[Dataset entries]
* * *
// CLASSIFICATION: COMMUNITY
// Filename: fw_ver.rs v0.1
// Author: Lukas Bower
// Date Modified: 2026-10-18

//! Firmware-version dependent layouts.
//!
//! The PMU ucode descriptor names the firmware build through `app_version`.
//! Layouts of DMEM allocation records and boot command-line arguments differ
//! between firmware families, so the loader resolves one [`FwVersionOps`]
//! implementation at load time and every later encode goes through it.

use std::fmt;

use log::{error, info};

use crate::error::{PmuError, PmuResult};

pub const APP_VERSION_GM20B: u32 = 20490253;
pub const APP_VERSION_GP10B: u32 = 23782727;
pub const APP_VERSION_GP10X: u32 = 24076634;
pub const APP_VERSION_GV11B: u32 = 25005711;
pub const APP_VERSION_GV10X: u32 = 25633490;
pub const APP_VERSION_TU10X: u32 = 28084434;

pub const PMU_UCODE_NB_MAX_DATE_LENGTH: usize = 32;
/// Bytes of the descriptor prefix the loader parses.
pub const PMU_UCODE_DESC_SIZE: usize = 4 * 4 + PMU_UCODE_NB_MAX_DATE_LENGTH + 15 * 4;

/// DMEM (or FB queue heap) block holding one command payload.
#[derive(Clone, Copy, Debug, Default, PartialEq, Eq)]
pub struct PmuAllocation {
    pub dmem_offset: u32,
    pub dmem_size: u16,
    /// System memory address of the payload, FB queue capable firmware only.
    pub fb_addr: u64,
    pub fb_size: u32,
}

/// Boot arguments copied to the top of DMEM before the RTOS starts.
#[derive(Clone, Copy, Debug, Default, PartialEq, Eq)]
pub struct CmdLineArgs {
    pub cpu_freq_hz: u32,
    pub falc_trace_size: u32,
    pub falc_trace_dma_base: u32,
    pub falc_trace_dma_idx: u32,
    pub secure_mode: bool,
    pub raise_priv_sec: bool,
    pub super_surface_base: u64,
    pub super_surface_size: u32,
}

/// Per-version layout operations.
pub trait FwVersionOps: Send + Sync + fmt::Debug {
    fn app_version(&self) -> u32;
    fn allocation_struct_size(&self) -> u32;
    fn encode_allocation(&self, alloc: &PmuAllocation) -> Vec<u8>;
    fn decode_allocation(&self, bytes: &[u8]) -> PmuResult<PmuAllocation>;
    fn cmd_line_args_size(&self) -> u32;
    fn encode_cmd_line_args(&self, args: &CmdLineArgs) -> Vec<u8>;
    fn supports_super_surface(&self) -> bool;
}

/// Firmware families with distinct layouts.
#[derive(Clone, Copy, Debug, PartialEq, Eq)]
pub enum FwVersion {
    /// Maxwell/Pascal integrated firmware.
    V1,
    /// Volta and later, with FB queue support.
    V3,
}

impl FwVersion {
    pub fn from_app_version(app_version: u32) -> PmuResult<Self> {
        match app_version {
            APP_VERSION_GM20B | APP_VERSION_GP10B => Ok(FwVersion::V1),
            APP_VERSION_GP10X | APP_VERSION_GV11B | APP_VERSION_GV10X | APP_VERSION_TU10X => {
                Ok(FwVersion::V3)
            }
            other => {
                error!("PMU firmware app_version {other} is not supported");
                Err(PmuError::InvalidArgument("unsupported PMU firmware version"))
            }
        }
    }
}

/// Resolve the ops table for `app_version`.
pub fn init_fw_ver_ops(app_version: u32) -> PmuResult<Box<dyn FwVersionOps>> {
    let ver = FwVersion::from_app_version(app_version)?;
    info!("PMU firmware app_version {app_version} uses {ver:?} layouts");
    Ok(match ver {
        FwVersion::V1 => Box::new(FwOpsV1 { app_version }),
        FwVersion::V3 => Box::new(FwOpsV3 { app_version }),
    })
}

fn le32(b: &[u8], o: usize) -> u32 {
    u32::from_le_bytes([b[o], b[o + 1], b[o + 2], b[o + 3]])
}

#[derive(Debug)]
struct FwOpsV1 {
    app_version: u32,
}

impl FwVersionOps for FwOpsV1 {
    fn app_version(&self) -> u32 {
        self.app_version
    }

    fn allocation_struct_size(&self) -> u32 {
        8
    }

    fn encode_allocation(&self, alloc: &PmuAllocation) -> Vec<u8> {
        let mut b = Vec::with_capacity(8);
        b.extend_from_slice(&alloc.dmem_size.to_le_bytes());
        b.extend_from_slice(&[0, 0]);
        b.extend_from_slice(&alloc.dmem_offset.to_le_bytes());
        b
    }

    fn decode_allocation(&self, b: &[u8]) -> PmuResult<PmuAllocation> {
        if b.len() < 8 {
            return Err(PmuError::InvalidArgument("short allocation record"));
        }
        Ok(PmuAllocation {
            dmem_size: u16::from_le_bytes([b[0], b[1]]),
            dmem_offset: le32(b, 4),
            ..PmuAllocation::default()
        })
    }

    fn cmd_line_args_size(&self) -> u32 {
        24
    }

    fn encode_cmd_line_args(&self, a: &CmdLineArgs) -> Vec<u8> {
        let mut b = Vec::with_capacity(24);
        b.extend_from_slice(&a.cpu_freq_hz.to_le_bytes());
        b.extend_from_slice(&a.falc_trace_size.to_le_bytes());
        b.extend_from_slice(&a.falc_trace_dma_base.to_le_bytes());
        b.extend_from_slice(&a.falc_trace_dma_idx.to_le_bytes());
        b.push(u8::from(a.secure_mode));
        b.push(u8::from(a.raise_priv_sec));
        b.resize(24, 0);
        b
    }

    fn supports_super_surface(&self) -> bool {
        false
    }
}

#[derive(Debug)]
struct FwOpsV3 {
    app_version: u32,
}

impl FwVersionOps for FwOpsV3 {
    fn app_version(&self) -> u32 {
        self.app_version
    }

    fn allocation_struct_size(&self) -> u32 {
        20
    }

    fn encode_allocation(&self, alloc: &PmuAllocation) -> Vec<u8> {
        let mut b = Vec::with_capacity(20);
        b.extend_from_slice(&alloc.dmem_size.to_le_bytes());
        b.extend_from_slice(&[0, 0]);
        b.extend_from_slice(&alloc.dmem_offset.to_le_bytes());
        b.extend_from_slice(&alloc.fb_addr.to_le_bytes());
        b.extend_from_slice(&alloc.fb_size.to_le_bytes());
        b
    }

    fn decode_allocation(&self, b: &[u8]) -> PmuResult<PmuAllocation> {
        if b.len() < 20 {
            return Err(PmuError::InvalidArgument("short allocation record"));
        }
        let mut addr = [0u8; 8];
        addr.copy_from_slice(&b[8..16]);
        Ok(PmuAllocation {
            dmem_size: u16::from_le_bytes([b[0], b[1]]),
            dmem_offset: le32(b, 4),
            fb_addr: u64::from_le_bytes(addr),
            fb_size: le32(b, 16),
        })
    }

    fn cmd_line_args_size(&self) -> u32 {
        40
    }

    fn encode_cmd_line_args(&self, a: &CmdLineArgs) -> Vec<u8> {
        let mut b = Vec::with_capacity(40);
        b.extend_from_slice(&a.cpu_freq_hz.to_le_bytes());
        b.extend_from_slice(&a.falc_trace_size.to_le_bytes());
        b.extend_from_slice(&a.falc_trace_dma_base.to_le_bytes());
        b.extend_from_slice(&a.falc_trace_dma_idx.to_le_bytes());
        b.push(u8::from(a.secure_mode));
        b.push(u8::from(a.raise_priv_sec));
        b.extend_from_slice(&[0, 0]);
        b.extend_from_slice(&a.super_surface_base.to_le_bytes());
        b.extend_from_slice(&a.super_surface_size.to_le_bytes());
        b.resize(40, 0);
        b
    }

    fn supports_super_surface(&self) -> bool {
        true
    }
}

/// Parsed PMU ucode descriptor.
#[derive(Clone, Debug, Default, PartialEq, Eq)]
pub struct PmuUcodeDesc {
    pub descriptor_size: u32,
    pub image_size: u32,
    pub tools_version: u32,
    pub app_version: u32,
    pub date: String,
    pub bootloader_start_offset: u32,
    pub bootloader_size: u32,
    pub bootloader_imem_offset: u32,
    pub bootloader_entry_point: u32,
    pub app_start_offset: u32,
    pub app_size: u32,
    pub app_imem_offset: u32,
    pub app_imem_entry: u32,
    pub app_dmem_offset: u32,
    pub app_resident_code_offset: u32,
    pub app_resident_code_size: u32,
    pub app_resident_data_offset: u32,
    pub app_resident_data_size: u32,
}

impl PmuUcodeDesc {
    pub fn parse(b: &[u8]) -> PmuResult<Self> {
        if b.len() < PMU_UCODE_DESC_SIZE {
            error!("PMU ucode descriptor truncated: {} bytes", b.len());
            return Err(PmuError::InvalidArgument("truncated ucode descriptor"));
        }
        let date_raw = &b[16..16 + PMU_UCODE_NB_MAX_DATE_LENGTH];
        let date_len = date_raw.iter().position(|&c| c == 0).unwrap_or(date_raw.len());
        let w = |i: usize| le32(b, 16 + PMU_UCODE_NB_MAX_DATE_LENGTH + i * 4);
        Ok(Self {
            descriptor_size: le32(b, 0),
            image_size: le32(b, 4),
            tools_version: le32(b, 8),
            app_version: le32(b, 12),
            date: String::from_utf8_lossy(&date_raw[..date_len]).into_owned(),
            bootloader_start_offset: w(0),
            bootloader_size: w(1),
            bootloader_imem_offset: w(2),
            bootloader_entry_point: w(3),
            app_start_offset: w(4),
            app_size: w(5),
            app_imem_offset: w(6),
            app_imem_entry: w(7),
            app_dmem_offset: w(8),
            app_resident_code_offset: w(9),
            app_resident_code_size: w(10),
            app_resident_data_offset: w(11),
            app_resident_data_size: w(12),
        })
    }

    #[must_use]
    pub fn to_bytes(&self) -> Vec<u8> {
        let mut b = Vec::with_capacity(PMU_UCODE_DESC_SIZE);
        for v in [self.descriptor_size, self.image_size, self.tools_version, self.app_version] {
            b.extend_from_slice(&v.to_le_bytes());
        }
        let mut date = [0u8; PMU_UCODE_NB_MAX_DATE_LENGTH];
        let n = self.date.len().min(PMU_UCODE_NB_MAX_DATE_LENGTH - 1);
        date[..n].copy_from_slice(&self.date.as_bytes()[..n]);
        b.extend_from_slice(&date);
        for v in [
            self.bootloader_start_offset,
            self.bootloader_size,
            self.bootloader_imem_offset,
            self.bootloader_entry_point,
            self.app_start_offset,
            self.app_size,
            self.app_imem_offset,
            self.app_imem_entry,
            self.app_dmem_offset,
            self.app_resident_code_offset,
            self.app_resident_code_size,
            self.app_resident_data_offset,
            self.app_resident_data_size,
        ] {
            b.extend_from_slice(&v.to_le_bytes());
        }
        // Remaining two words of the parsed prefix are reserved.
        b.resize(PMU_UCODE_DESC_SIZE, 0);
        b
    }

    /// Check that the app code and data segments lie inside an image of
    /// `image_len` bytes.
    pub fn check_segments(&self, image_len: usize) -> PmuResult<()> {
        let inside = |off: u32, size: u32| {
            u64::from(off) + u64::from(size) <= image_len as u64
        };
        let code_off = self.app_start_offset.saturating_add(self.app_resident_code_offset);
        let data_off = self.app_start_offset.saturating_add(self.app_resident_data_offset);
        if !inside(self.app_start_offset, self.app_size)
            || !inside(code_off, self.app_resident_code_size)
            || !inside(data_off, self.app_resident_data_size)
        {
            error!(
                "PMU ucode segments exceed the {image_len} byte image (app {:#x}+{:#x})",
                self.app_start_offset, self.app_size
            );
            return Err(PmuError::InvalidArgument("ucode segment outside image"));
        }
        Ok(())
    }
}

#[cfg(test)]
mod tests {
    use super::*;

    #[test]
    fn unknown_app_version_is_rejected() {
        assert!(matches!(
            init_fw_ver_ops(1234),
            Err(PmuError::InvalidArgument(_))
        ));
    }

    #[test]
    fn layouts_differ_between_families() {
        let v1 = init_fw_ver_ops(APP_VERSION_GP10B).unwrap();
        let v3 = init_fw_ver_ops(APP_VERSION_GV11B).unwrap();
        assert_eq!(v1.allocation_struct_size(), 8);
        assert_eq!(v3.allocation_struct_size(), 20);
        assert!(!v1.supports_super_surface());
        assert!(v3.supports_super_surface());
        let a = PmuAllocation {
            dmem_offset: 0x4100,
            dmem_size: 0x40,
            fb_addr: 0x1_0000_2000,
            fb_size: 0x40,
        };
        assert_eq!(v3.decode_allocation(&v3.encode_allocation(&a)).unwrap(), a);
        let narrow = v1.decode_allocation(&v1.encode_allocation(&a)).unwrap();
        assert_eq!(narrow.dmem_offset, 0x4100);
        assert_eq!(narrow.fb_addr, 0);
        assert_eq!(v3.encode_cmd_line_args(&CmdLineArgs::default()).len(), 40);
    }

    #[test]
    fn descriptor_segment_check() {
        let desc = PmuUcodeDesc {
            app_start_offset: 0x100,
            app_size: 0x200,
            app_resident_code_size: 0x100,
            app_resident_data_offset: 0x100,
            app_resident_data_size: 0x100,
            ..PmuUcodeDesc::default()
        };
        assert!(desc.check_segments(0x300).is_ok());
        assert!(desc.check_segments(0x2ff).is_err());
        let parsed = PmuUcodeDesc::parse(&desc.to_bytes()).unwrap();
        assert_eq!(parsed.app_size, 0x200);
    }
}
* * *
- WORK REQUEST -
Tally the lines above that include "PmuUcodeDesc", and reply with only the tally.

- EXERCISE RESULT -
5